*** RECORDS FOR THIS TASK ***
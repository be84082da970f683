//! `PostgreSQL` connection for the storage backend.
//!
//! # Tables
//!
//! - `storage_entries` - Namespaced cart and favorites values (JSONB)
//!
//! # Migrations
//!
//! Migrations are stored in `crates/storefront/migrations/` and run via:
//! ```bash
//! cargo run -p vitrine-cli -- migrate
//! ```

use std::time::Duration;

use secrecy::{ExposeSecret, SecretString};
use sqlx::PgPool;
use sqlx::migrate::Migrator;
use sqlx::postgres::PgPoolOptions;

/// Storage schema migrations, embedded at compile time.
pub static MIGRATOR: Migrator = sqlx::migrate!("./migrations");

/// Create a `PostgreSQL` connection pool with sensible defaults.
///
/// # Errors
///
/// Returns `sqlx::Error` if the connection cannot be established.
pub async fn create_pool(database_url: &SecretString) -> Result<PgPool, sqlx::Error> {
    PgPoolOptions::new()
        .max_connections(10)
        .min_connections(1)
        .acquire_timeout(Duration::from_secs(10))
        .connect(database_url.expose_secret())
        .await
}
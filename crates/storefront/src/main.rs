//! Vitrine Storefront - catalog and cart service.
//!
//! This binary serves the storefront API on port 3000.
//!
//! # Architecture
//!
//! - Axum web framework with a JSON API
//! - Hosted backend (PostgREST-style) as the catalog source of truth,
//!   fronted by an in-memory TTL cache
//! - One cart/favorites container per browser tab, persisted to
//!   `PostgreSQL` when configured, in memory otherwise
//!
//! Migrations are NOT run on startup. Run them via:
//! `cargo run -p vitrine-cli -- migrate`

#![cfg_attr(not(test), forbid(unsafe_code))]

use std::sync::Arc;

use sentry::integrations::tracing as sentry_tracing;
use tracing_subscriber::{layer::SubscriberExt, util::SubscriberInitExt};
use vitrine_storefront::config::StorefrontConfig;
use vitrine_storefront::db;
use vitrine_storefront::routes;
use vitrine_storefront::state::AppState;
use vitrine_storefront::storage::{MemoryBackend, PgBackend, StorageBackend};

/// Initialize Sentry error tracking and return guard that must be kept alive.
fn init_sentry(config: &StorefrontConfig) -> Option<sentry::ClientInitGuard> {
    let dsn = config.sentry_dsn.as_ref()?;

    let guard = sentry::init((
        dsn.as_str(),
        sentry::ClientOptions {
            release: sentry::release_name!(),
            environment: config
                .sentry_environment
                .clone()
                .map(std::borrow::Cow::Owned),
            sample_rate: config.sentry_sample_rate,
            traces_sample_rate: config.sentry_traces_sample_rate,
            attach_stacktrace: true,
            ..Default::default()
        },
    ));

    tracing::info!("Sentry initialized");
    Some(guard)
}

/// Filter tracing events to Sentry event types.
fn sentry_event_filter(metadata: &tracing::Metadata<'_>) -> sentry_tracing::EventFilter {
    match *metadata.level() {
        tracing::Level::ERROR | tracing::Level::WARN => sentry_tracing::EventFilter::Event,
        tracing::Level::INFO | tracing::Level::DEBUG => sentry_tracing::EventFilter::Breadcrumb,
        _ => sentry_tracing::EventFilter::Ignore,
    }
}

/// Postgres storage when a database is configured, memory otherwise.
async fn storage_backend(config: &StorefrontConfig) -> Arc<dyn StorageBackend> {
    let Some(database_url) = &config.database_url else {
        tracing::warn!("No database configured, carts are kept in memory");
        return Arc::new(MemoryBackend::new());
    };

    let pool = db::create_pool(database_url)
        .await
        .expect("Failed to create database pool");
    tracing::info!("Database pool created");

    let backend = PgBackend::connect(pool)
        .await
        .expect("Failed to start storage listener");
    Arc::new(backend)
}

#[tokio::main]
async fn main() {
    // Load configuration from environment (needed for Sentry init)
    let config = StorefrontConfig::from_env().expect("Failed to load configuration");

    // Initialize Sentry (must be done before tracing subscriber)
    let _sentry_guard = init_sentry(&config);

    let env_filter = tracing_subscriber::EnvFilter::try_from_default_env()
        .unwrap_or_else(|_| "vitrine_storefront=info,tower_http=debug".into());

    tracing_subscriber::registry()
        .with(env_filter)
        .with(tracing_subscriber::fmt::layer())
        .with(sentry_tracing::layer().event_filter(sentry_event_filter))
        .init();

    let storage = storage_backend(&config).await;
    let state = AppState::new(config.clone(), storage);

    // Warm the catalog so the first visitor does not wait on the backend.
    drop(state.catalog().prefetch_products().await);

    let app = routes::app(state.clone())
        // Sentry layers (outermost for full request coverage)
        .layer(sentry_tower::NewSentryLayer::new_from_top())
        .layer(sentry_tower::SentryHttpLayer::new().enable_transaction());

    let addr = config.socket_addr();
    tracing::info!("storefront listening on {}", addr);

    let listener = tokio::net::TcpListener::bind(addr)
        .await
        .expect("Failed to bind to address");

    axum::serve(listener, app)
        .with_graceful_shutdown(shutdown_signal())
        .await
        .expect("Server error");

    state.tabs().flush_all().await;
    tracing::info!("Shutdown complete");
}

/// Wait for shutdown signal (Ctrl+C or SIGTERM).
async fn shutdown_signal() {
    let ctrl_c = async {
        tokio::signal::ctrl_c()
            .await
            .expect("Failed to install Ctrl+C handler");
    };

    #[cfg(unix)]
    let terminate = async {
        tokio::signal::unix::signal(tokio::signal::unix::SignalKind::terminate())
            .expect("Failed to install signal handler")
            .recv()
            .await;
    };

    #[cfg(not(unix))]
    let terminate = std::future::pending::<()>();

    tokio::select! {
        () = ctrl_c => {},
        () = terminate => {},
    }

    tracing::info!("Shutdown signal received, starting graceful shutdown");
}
*** End of RECORDS FOR THIS TASK ***
# ABOUT THIS TASK
Read the data above. Pull out each line in which the string "async" appears.

# EXERCISE SOLUTION
pub async fn create_pool(database_url: &SecretString) -> Result<PgPool, sqlx::Error> {
async fn storage_backend(config: &StorefrontConfig) -> Arc<dyn StorageBackend> {
async fn main() {
async fn shutdown_signal() {
    let ctrl_c = async {
    let terminate = async {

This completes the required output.